Xavier Giacometti, who has directed the long-running animation series, wrote and helmed the movie with Toby Genkel. The film “emphasizes the importance of friendship, respecting animals and discovering the world through the eyes of a child, and it also carries a message about the environment,” said Marine Goulois, head of international sales at Bac Films, who is attending the San Sebastian Festival’s industry showcase.
“Yakari” has been sold by Bac Films to Canada (TVA Films), Scandinavia (Studio S Entertainment), Poland (New Horizons), Czech Republic, Hungary (Mediasquad), French-speaking Africa, Maghreb (Les Films 26), Turkey (Filmarti), former-Yugoslavia (MCF Megacom), the Middle East (Selim Ramia) and Greece (Neo).
It follows the adventure of a young Sioux Native American who has the ability to communicate with animals and can always count on his totem animal, the Great Eagle, for advice.

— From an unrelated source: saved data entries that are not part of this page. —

// src/display/mod.rs
//! Map views: the world map screen, the minimap and the draw lists they emit

pub mod draw;
pub mod minimap;
pub mod viewer;
pub mod world_map;

pub use draw::{composite, DrawCommand, DrawList};
pub use minimap::{Minimap, MINIMAP_SIZE};
pub use viewer::{detect_surface, ViewerState};
pub use world_map::{ContextTarget, WorldMapView};
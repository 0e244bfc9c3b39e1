// src/config.rs
//! Configuration management: cave access, minimap and tile cache options

use crate::error::{MapError, Result};
use crate::world::WorldBounds;
use serde::{Deserialize, Serialize};
use std::path::{Path, PathBuf};

/// Which views may show caves. Replaces the server-pushed global toggles;
/// whoever receives the server payload updates this and hands it to the views.
#[derive(Debug, Clone, Copy, PartialEq, Eq, Serialize, Deserialize)]
#[serde(default)]
pub struct CaveAccess {
    pub minimap_caves: bool,
    pub world_map_caves: bool,
    pub world_map_nether_caves: bool,
}

impl Default for CaveAccess {
    fn default() -> Self {
        Self {
            minimap_caves: true,
            world_map_caves: true,
            world_map_nether_caves: false,
        }
    }
}

impl CaveAccess {
    /// Whether the world map may slice below the surface in this dimension.
    pub fn world_map_allows(&self, bounds: &WorldBounds) -> bool {
        self.world_map_caves || (self.world_map_nether_caves && bounds.has_ceiling)
    }
}

#[derive(Debug, Clone, PartialEq, Eq, Serialize, Deserialize)]
#[serde(default)]
pub struct MinimapOptions {
    pub enabled: bool,
    /// 1..=5; larger values zoom in.
    pub map_scale: u32,
    /// 1..=4
    pub arrow_scale: u32,
    pub lock_north: bool,
    pub show_waypoints: bool,
    pub show_cardinal_directions: bool,
    pub outline: bool,
    pub outline_color: u32,
    /// Edge of the square of blocks rasterized around the viewer.
    pub view_distance: u32,
}

impl Default for MinimapOptions {
    fn default() -> Self {
        Self {
            enabled: true,
            map_scale: 1,
            arrow_scale: 2,
            lock_north: true,
            show_waypoints: true,
            show_cardinal_directions: true,
            outline: true,
            outline_color: 0xFFFF_FFFF,
            view_distance: 128,
        }
    }
}

#[derive(Debug, Clone, PartialEq, Eq, Serialize, Deserialize)]
#[serde(default)]
pub struct CacheOptions {
    /// Threads loading and rasterizing tiles.
    pub worker_threads: usize,
    /// How far (in tiles) neighbour prefetch may wander from its origin.
    pub prefetch_radius: i32,
    /// Resubmit failed tiles on the next request instead of leaving them blank.
    pub retry_failed: bool,
}

impl Default for CacheOptions {
    fn default() -> Self {
        Self {
            worker_threads: 4,
            prefetch_radius: 32,
            retry_failed: false,
        }
    }
}

#[derive(Debug, Clone, PartialEq, Eq, Serialize, Deserialize, Default)]
#[serde(default)]
pub struct MapConfig {
    pub caves: CaveAccess,
    pub minimap: MinimapOptions,
    pub cache: CacheOptions,
    /// Where per-save map data lives; `None` uses the config directory.
    pub storage_dir: Option<PathBuf>,
}

impl MapConfig {
    /// Load configuration from `$HOME/.config/voxel-map/config.json`,
    /// falling back to defaults when no file exists yet.
    pub fn load() -> Result<Self> {
        Self::load_from(&Self::get_config_path()?)
    }

    /// Save configuration to the default location
    pub fn save(&self) -> Result<()> {
        self.save_to(&Self::get_config_path()?)
    }

    pub fn load_from(path: &Path) -> Result<Self> {
        if !path.exists() {
            return Ok(Self::default());
        }
        let contents = std::fs::read_to_string(path)?;
        let config: Self = serde_json::from_str(&contents)?;
        Ok(config.sanitized())
    }

    pub fn save_to(&self, path: &Path) -> Result<()> {
        if let Some(parent) = path.parent() {
            std::fs::create_dir_all(parent)?;
        }
        let contents = serde_json::to_string_pretty(self)?;
        std::fs::write(path, contents)?;
        Ok(())
    }

    fn get_config_path() -> Result<PathBuf> {
        Ok(Self::config_dir()?.join("config.json"))
    }

    fn config_dir() -> Result<PathBuf> {
        let home = std::env::var("HOME")
            .map_err(|_| MapError::Config("HOME environment variable not set".to_string()))?;
        Ok(PathBuf::from(home).join(".config").join("voxel-map"))
    }

    /// Root for per-save map data such as persisted tiles.
    pub fn storage_root(&self) -> Result<PathBuf> {
        match &self.storage_dir {
            Some(dir) => Ok(dir.clone()),
            None => Ok(Self::config_dir()?.join("saves")),
        }
    }

    /// Clamp numeric options into their valid ranges.
    pub fn sanitized(mut self) -> Self {
        self.minimap.map_scale = self.minimap.map_scale.clamp(1, 5);
        self.minimap.arrow_scale = self.minimap.arrow_scale.clamp(1, 4);
        self.minimap.view_distance = self.minimap.view_distance.clamp(16, 512);
        self.cache.worker_threads = self.cache.worker_threads.clamp(1, 64);
        self.cache.prefetch_radius = self.cache.prefetch_radius.max(1);
        self
    }
}
// src/map/tile_cache.rs
//! Tile cache: background loading, neighbour prefetch, persistence and resource release
//!
//! Loads and re-rasterizations run on the tokio blocking pool. Their results
//! come back over a channel and are only attached to drawable surfaces when the
//! render thread calls [`TileCache::pump`].

use super::coords::TileCoordinate;
use super::raster::{rasterize_chunk, sample_column, PixelBuffer, RasterParameters, WorldWindow};
use super::store::{self, TileStore};
use super::surface::{DrawSurface, SurfaceHandle};
use super::tile::Tile;
use crate::config::CacheOptions;
use crate::error::{MapError, Result};
use crate::world::{BlockRegistry, ChunkSnapshot, ChunkSource};
use std::any::Any;
use std::collections::HashMap;
use std::panic::{self, AssertUnwindSafe};
use std::path::PathBuf;
use std::sync::atomic::{AtomicU64, AtomicUsize, Ordering};
use std::sync::mpsc::{self, Receiver, RecvTimeoutError, Sender};
use std::sync::{Arc, Mutex, RwLock};
use std::time::{Duration, Instant};
use tokio::runtime::{Handle, Runtime};
use tokio::sync::watch;

/// Neighbour offsets in the order prefetch discovers them.
const NEIGHBOURS: [(i32, i32); 8] = [(-1, -1), (-1, 0), (-1, 1), (0, 1), (1, 1), (1, 0), (1, -1), (0, -1)];

/// Build the worker runtime tile loads run on.
pub fn build_runtime(options: &CacheOptions) -> std::io::Result<Runtime> {
    let threads = options.worker_threads.max(1);
    tokio::runtime::Builder::new_multi_thread()
        .worker_threads(threads)
        .max_blocking_threads(threads)
        .thread_name("tile-worker")
        .enable_all()
        .build()
}

#[derive(Debug, Clone, Copy, PartialEq, Eq)]
pub enum TileStatus {
    /// No entry for the coordinate.
    Absent,
    /// Registered but never submitted.
    Idle,
    Loading,
    Ready,
    /// The load produced nothing; stays blank unless retried.
    Failed,
    Released,
}

impl TileStatus {
    pub fn is_settled(self) -> bool {
        !matches!(self, TileStatus::Idle | TileStatus::Loading)
    }
}

/// Where an entry's chunk comes from.
#[derive(Debug, Clone, PartialEq, Eq)]
pub enum TileSource {
    World,
    Disk(PathBuf),
}

enum EntryState {
    Idle,
    Loading,
    Ready(Tile),
    Failed(String),
    Released,
}

impl EntryState {
    fn status(&self) -> TileStatus {
        match self {
            EntryState::Idle => TileStatus::Idle,
            EntryState::Loading => TileStatus::Loading,
            EntryState::Ready(_) => TileStatus::Ready,
            EntryState::Failed(_) => TileStatus::Failed,
            EntryState::Released => TileStatus::Released,
        }
    }
}

struct Slot {
    state: EntryState,
    source: TileSource,
}

struct TileEntry {
    slot: Mutex<Slot>,
    status: watch::Sender<TileStatus>,
}

impl TileEntry {
    fn new(source: TileSource) -> Arc<Self> {
        let (status, _) = watch::channel(TileStatus::Idle);
        Arc::new(Self {
            slot: Mutex::new(Slot {
                state: EntryState::Idle,
                source,
            }),
            status,
        })
    }

    fn set(&self, slot: &mut Slot, state: EntryState) {
        slot.state = state;
        self.status.send_replace(slot.state.status());
    }

    fn ready_chunk(&self) -> Option<Arc<ChunkSnapshot>> {
        let slot = self.slot.lock().unwrap();
        match &slot.state {
            EntryState::Ready(tile) => Some(Arc::clone(tile.chunk())),
            _ => None,
        }
    }
}

/// Handle on a requested tile; resolves once the render thread has installed
/// the result (or recorded the failure).
pub struct LoadTicket {
    coord: TileCoordinate,
    status: watch::Receiver<TileStatus>,
}

impl LoadTicket {
    pub fn coord(&self) -> TileCoordinate {
        self.coord
    }

    pub fn status(&self) -> TileStatus {
        *self.status.borrow()
    }

    /// Wait until the tile is ready, failed or released.
    pub async fn settled(&mut self) -> TileStatus {
        match self.status.wait_for(|status| status.is_settled()).await {
            Ok(status) => *status,
            Err(_) => TileStatus::Released,
        }
    }
}

enum Completion {
    Loaded {
        coord: TileCoordinate,
        generation: u64,
        result: Result<Option<Tile>>,
    },
    Rerasterized {
        coord: TileCoordinate,
        generation: u64,
        /// `None` when nothing changed.
        pixels: Option<PixelBuffer>,
    },
}

/// Outcome of [`TileCache::save_all`].
#[derive(Debug, Clone, Copy, Default, PartialEq, Eq)]
pub struct SaveReport {
    pub saved: usize,
    pub skipped: usize,
    pub failed: usize,
}

#[derive(Debug, Clone, Default)]
pub struct CacheStats {
    pub entries: usize,
    pub idle: usize,
    pub loading: usize,
    pub ready: usize,
    pub failed: usize,
    pub chunk_fetches: usize,
    pub disk_reads: usize,
    pub disk_tiles: usize,
    pub disk_size_mb: f64,
}

pub struct TileCache {
    world: Arc<dyn ChunkSource>,
    registry: Arc<BlockRegistry>,
    runtime: Handle,
    options: CacheOptions,
    store: Option<TileStore>,
    entries: RwLock<HashMap<TileCoordinate, Arc<TileEntry>>>,
    params: RwLock<RasterParameters>,
    generation: AtomicU64,
    completions: Sender<Completion>,
    inbox: Mutex<Receiver<Completion>>,
    in_flight: AtomicUsize,
    chunk_fetches: Arc<AtomicUsize>,
    disk_reads: Arc<AtomicUsize>,
}
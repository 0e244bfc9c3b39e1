// src/map/raster.rs
//! Column rasterization: turn block columns into shaded top-down pixels

use crate::config::CaveAccess;
use crate::world::color::{MapColor, NO_DATA};
use crate::world::{BlockRegistry, BlockState, Brightness, ChunkPos, ChunkSnapshot, ChunkSource, WorldBounds};
use std::cell::RefCell;
use std::collections::HashMap;
use std::sync::Arc;

/// Square grid of packed ARGB pixels, row-major by z.
#[derive(Debug, Clone, PartialEq, Eq)]
pub struct PixelBuffer {
    width: usize,
    height: usize,
    pixels: Vec<u32>,
}

impl PixelBuffer {
    pub fn new(width: usize, height: usize) -> Self {
        Self {
            width,
            height,
            pixels: vec![NO_DATA; width * height],
        }
    }

    pub fn width(&self) -> usize {
        self.width
    }

    pub fn height(&self) -> usize {
        self.height
    }

    pub fn get(&self, x: usize, z: usize) -> u32 {
        self.pixels[z * self.width + x]
    }

    pub fn set(&mut self, x: usize, z: usize, color: u32) {
        self.pixels[z * self.width + x] = color;
    }

    pub fn pixels(&self) -> &[u32] {
        &self.pixels
    }

    /// Set every pixel; returns whether anything changed.
    pub fn fill(&mut self, color: u32) -> bool {
        let changed = self.pixels.iter().any(|&p| p != color);
        self.pixels.fill(color);
        changed
    }

    pub fn is_blank(&self) -> bool {
        self.pixels.iter().all(|&p| p == NO_DATA)
    }

    pub fn to_rgba_image(&self) -> image::RgbaImage {
        image::RgbaImage::from_fn(self.width as u32, self.height as u32, |x, z| {
            image::Rgba(crate::world::color::to_rgba(self.get(x as usize, z as usize)))
        })
    }
}

/// View inputs to rasterization. They are not owned by tiles; changing them
/// re-rasterizes cached tiles without fetching chunks again.
#[derive(Debug, Clone, Copy, PartialEq, Eq)]
pub struct RasterParameters {
    /// Height cave-mode columns start descending from.
    pub slice_y: i32,
    /// Draw the true surface and ignore `slice_y`.
    pub surface_only: bool,
}

impl RasterParameters {
    pub fn surface() -> Self {
        Self {
            slice_y: i32::MAX,
            surface_only: true,
        }
    }

    /// Parameters for a viewer at `slice_y`. Cave mode only survives when the
    /// dimension allows it; the slice is clamped to just outside the world.
    pub fn new(slice_y: i32, at_surface: bool, caves_allowed: bool, bounds: &WorldBounds) -> Self {
        Self {
            slice_y: slice_y.clamp(bounds.min_y - 1, bounds.max_y() + 1),
            surface_only: at_surface || !caves_allowed,
        }
    }

    /// World map parameters honouring the world map cave switches.
    pub fn for_world_map(slice_y: i32, at_surface: bool, caves: &CaveAccess, bounds: &WorldBounds) -> Self {
        Self::new(slice_y, at_surface, caves.world_map_allows(bounds), bounds)
    }

    /// Minimap parameters honouring the minimap cave switch.
    pub fn for_minimap(slice_y: i32, at_surface: bool, caves: &CaveAccess, bounds: &WorldBounds) -> Self {
        Self::new(slice_y, at_surface, caves.minimap_caves, bounds)
    }
}

/// Block columns the rasterizer reads. Coordinates are world block coordinates.
pub trait ColumnSource {
    fn min_y(&self) -> i32;

    /// Highest non-air block of the column, or `None` when its chunk has no data.
    fn surface_height(&self, x: i32, z: i32) -> Option<i32>;

    fn block(&self, x: i32, y: i32, z: i32) -> BlockState;
}

/// A single chunk. Columns outside it are read from its nearest edge, so the
/// seed row above the tile repeats the tile's first row.
impl ColumnSource for ChunkSnapshot {
    fn min_y(&self) -> i32 {
        ChunkSnapshot::min_y(self)
    }

    fn surface_height(&self, x: i32, z: i32) -> Option<i32> {
        if self.is_placeholder() {
            return None;
        }
        let (x, z) = self.clamp_to_chunk(x, z);
        Some(ChunkSnapshot::surface_height(self, x, z))
    }

    fn block(&self, x: i32, y: i32, z: i32) -> BlockState {
        let (x, z) = self.clamp_to_chunk(x, z);
        ChunkSnapshot::block(self, x, y, z)
    }
}

impl ChunkSnapshot {
    fn clamp_to_chunk(&self, x: i32, z: i32) -> (i32, i32) {
        let min_x = self.pos().min_block_x();
        let min_z = self.pos().min_block_z();
        (x.clamp(min_x, min_x + 15), z.clamp(min_z, min_z + 15))
    }
}

/// Columns read straight from a live world, chunk lookups memoised for one pass.
pub struct WorldWindow<'a> {
    world: &'a dyn ChunkSource,
    min_y: i32,
    chunks: RefCell<HashMap<ChunkPos, Option<Arc<ChunkSnapshot>>>>,
}

impl<'a> WorldWindow<'a> {
    pub fn new(world: &'a dyn ChunkSource) -> Self {
        Self {
            min_y: world.bounds().min_y,
            world,
            chunks: RefCell::new(HashMap::new()),
        }
    }

    fn chunk_at(&self, x: i32, z: i32) -> Option<Arc<ChunkSnapshot>> {
        let pos = ChunkPos::containing(x, z);
        self.chunks
            .borrow_mut()
            .entry(pos)
            .or_insert_with(|| self.world.chunk(pos).filter(|c| !c.is_placeholder()))
            .clone()
    }
}

impl ColumnSource for WorldWindow<'_> {
    fn min_y(&self) -> i32 {
        self.min_y
    }

    fn surface_height(&self, x: i32, z: i32) -> Option<i32> {
        self.chunk_at(x, z).map(|c| c.surface_height(x, z))
    }

    fn block(&self, x: i32, y: i32, z: i32) -> BlockState {
        self.chunk_at(x, z).map_or(BlockState::AIR, |c| c.block(x, y, z))
    }
}

/// What a single column resolved to.
#[derive(Debug, Clone, Copy, PartialEq, Eq)]
pub struct ColumnSample {
    pub y: i32,
    pub state: BlockState,
    pub fluid_depth: i32,
}

/// Walk one column down from the surface (or the slice) to the first block with a map colour.
pub fn sample_column(
    source: &dyn ColumnSource,
    registry: &BlockRegistry,
    params: &RasterParameters,
    x: i32,
    z: i32,
) -> Option<ColumnSample> {
    let min_y = source.min_y();
    let mut y = source.surface_height(x, z)? + 1;
    if !params.surface_only {
        y = y.min(params.slice_y);
    }

    let mut fluid_depth = 0;
    let mut state = BlockState::AIR;
    if y > min_y {
        loop {
            y -= 1;
            state = source.block(x, y, z);
            if !registry.map_color(state).is_none() || y <= min_y {
                break;
            }
        }

        if y > min_y {
            if let Some(kind) = registry.fluid(state) {
                let mut next = y - 1;
                loop {
                    let below = source.block(x, next, z);
                    next -= 1;
                    fluid_depth += 1;
                    if !(next > min_y && registry.fluid(below).is_some()) {
                        break;
                    }
                }
                if !registry.info(state).sturdy_top {
                    state = registry.fluid_block(kind).unwrap_or(state);
                }
            }
        }
    }

    Some(ColumnSample { y, state, fluid_depth })
}

/// `(x + z) & 1`: alternating 0/1 used to dither the shading.
pub fn checkerboard(x: i32, z: i32) -> i32 {
    (x + z) & 1
}

/// Shading tier for a water column from its depth.
pub fn water_brightness(fluid_depth: i32, x: i32, z: i32) -> Brightness {
    let f = fluid_depth as f64 * 0.1 + checkerboard(x, z) as f64 * 0.2;
    if f < 0.5 {
        Brightness::High
    } else if f > 0.9 {
        Brightness::Low
    } else {
        Brightness::Normal
    }
}

/// Shading tier for a land column from its height relative to the previous column.
pub fn relief_brightness(height: f64, previous: f64, x: i32, z: i32) -> Brightness {
    let f = (height - previous) * 4.0 / 5.0 + (checkerboard(x, z) as f64 - 0.5) * 0.4;
    if f > 0.6 {
        Brightness::High
    } else if f < -0.6 {
        Brightness::Low
    } else {
        Brightness::Normal
    }
}

/// Rasterize the `width x height` block area whose north-west corner is
/// (`origin_x`, `origin_z`) into `buffer`. Returns whether any pixel changed.
///
/// Each x column is scanned from z = -1; that extra row only seeds the
/// previous-height value used for relief shading and is never written.
pub fn rasterize(
    source: &dyn ColumnSource,
    registry: &BlockRegistry,
    params: &RasterParameters,
    origin_x: i32,
    origin_z: i32,
    buffer: &mut PixelBuffer,
) -> bool {
    let mut updated = false;
    let width = buffer.width() as i32;
    let height = buffer.height() as i32;

    for x in 0..width {
        let mut previous = 0.0;
        for z in -1..height {
            let world_x = origin_x + x;
            let world_z = origin_z + z;

            let color = match sample_column(source, registry, params, world_x, world_z) {
                Some(sample) => {
                    let current = sample.y as f64;
                    let map_color = registry.map_color(sample.state);
                    let brightness = if map_color == MapColor::WATER {
                        water_brightness(sample.fluid_depth, x, z)
                    } else {
                        relief_brightness(current, previous, x, z)
                    };
                    previous = current;
                    map_color.argb(brightness)
                }
                None => NO_DATA,
            };

            if z >= 0 && buffer.get(x as usize, z as usize) != color {
                buffer.set(x as usize, z as usize, color);
                updated = true;
            }
        }
    }

    updated
}

/// Rasterize one chunk into a tile buffer. Placeholder chunks clear the tile.
pub fn rasterize_chunk(
    chunk: &ChunkSnapshot,
    registry: &BlockRegistry,
    params: &RasterParameters,
    buffer: &mut PixelBuffer,
) -> bool {
    if chunk.is_placeholder() {
        return buffer.fill(NO_DATA);
    }
    let pos = chunk.pos();
    rasterize(chunk, registry, params, pos.min_block_x(), pos.min_block_z(), buffer)
}
// src/map/surface.rs
//! Drawable surfaces that tile pixels are published to

use super::coords::TileCoordinate;
use super::raster::PixelBuffer;
use std::collections::HashMap;

/// Opaque handle of a published surface (a texture in a real renderer).
#[derive(Debug, Clone, Copy, PartialEq, Eq, Hash)]
pub struct SurfaceHandle(pub u64);

/// Render-thread side of tile drawing. Only ever called from the thread that
/// pumps the tile cache.
pub trait DrawSurface {
    /// Create a surface holding `pixels`.
    fn publish(&mut self, coord: TileCoordinate, pixels: &PixelBuffer) -> SurfaceHandle;

    /// Replace the contents of an existing surface.
    fn upload(&mut self, handle: SurfaceHandle, pixels: &PixelBuffer);

    fn release(&mut self, handle: SurfaceHandle);
}

/// Surfaces kept in memory; used for CPU compositing and in tests.
#[derive(Debug, Default)]
pub struct MemorySurface {
    next_id: u64,
    textures: HashMap<SurfaceHandle, (TileCoordinate, PixelBuffer)>,
    pub publishes: usize,
    pub uploads: usize,
    pub releases: usize,
}

impl MemorySurface {
    pub fn new() -> Self {
        Self::default()
    }

    pub fn texture(&self, handle: SurfaceHandle) -> Option<&PixelBuffer> {
        self.textures.get(&handle).map(|(_, pixels)| pixels)
    }

    pub fn coordinate(&self, handle: SurfaceHandle) -> Option<TileCoordinate> {
        self.textures.get(&handle).map(|(coord, _)| *coord)
    }

    /// Surfaces currently alive.
    pub fn live(&self) -> usize {
        self.textures.len()
    }
}

impl DrawSurface for MemorySurface {
    fn publish(&mut self, coord: TileCoordinate, pixels: &PixelBuffer) -> SurfaceHandle {
        self.next_id += 1;
        let handle = SurfaceHandle(self.next_id);
        self.textures.insert(handle, (coord, pixels.clone()));
        self.publishes += 1;
        handle
    }

    fn upload(&mut self, handle: SurfaceHandle, pixels: &PixelBuffer) {
        if let Some((_, texture)) = self.textures.get_mut(&handle) {
            texture.clone_from(pixels);
            self.uploads += 1;
        } else {
            log::warn!("Upload to released surface {:?}", handle);
        }
    }

    fn release(&mut self, handle: SurfaceHandle) {
        if self.textures.remove(&handle).is_some() {
            self.releases += 1;
        }
    }
}

#[cfg(test)]
mod tests {
    use super::*;

    #[test]
    fn test_publish_upload_release() {
        let mut surface = MemorySurface::new();
        let coord = TileCoordinate::new(0, 0);
        let mut pixels = PixelBuffer::new(16, 16);
        let handle = surface.publish(coord, &pixels);
        assert_eq!(surface.coordinate(handle), Some(coord));

        pixels.set(1, 1, 0xFF123456);
        surface.upload(handle, &pixels);
        assert_eq!(surface.texture(handle).unwrap().get(1, 1), 0xFF123456);

        surface.release(handle);
        surface.release(handle);
        assert_eq!(surface.live(), 0);
        assert_eq!((surface.publishes, surface.uploads, surface.releases), (1, 1, 1));
    }
}
// src/waypoint.rs
//! Waypoints shown on the maps and their JSON list file

use crate::error::Result;
use serde::{Deserialize, Serialize};
use std::path::Path;

#[derive(Debug, Clone, PartialEq, Serialize, Deserialize)]
pub struct Waypoint {
    pub world: String,
    pub dimension: String,
    pub x: f64,
    pub y: f64,
    pub z: f64,
    /// ARGB
    pub color: u32,
    pub name: String,
    /// Short label drawn on the marker.
    pub display: String,
}

impl Waypoint {
    pub fn new(dimension: &str, x: f64, y: f64, z: f64, name: &str) -> Self {
        Self {
            world: String::new(),
            dimension: dimension.to_string(),
            x,
            y,
            z,
            color: 0xFFFF_0000,
            name: name.to_string(),
            display: name.chars().next().map(|c| c.to_uppercase().to_string()).unwrap_or_default(),
        }
    }

    pub fn squared_distance(&self, x: f64, y: f64, z: f64) -> f64 {
        let (dx, dy, dz) = (self.x - x, self.y - y, self.z - z);
        dx * dx + dy * dy + dz * dz
    }

    pub fn distance(&self, x: f64, y: f64, z: f64) -> f64 {
        self.squared_distance(x, y, z).sqrt()
    }

    pub fn closer_than(&self, x: f64, y: f64, z: f64, distance: f64) -> bool {
        self.squared_distance(x, y, z) < distance * distance
    }
}

/// Waypoints of one save, stored as a JSON array.
#[derive(Debug, Clone, Default, Serialize, Deserialize)]
#[serde(transparent)]
pub struct WaypointList {
    waypoints: Vec<Waypoint>,
}

impl WaypointList {
    pub fn new() -> Self {
        Self::default()
    }

    /// Load a list, returning an empty one when the file does not exist.
    pub fn load(path: &Path) -> Result<Self> {
        if !path.exists() {
            return Ok(Self::new());
        }
        let contents = std::fs::read_to_string(path)?;
        Ok(serde_json::from_str(&contents)?)
    }

    pub fn save(&self, path: &Path) -> Result<()> {
        if let Some(parent) = path.parent() {
            std::fs::create_dir_all(parent)?;
        }
        std::fs::write(path, serde_json::to_string_pretty(self)?)?;
        Ok(())
    }

    pub fn add(&mut self, waypoint: Waypoint) {
        self.waypoints.push(waypoint);
    }

    /// Remove the first waypoint with `name`.
    pub fn remove(&mut self, name: &str) -> Option<Waypoint> {
        let index = self.waypoints.iter().position(|w| w.name == name)?;
        Some(self.waypoints.remove(index))
    }

    pub fn len(&self) -> usize {
        self.waypoints.len()
    }

    pub fn is_empty(&self) -> bool {
        self.waypoints.is_empty()
    }

    pub fn iter(&self) -> impl Iterator<Item = &Waypoint> {
        self.waypoints.iter()
    }

    /// Waypoints belonging to `dimension`, the ones drawn in that dimension's overlays.
    pub fn in_dimension<'a>(&'a self, dimension: &'a str) -> impl Iterator<Item = &'a Waypoint> + 'a {
        self.waypoints.iter().filter(move |w| w.dimension == dimension)
    }
}

#[cfg(test)]
mod tests {
    use super::*;

    #[test]
    fn test_distance() {
        let waypoint = Waypoint::new("overworld", 3.0, 0.0, 4.0, "home");
        assert_eq!(waypoint.distance(0.0, 0.0, 0.0), 5.0);
        assert!(waypoint.closer_than(0.0, 0.0, 0.0, 5.5));
        assert!(!waypoint.closer_than(0.0, 0.0, 0.0, 5.0));
        assert_eq!(waypoint.display, "H");
    }

    #[test]
    fn test_list_file_round_trip() {
        let dir = tempfile::tempdir().unwrap();
        let path = dir.path().join("waypoints.json");
        assert!(WaypointList::load(&path).unwrap().is_empty());

        let mut list = WaypointList::new();
        list.add(Waypoint::new("overworld", 1.0, 64.0, 1.0, "base"));
        list.add(Waypoint::new("the_nether", 8.0, 70.0, -3.0, "portal"));
        list.save(&path).unwrap();

        let mut loaded = WaypointList::load(&path).unwrap();
        assert_eq!(loaded.len(), 2);
        assert_eq!(loaded.in_dimension("the_nether").count(), 1);
        assert!(loaded.remove("base").is_some());
        assert!(loaded.remove("base").is_none());
    }
}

“Yakari” is one of the rare independent animated movies which was released soon after theaters reopened in France and Belgium and has performed well in both territories. In France, the movie was released by Bac Films on Aug. 12 and grossed over $1.5 million from an 250,000-plus admission haul, as of Sept. 7.
“We find it very encouraging to see the healthy performance of ‘Yakari’ in theaters because it shows that there is room now for films that aren’t either smaller Indies or U.S. movies,” said Goulois.
“Yakari” is a European co-production between France’s Dargaud Media, Germany’s WunderWerk and Belgium’s Belvision. The animated film was also co-produced by Bac Films Production, France 3 Cinéma, Leonine Studios, WDR, Gao Shan Pictures and Dupuis Audiovisuel.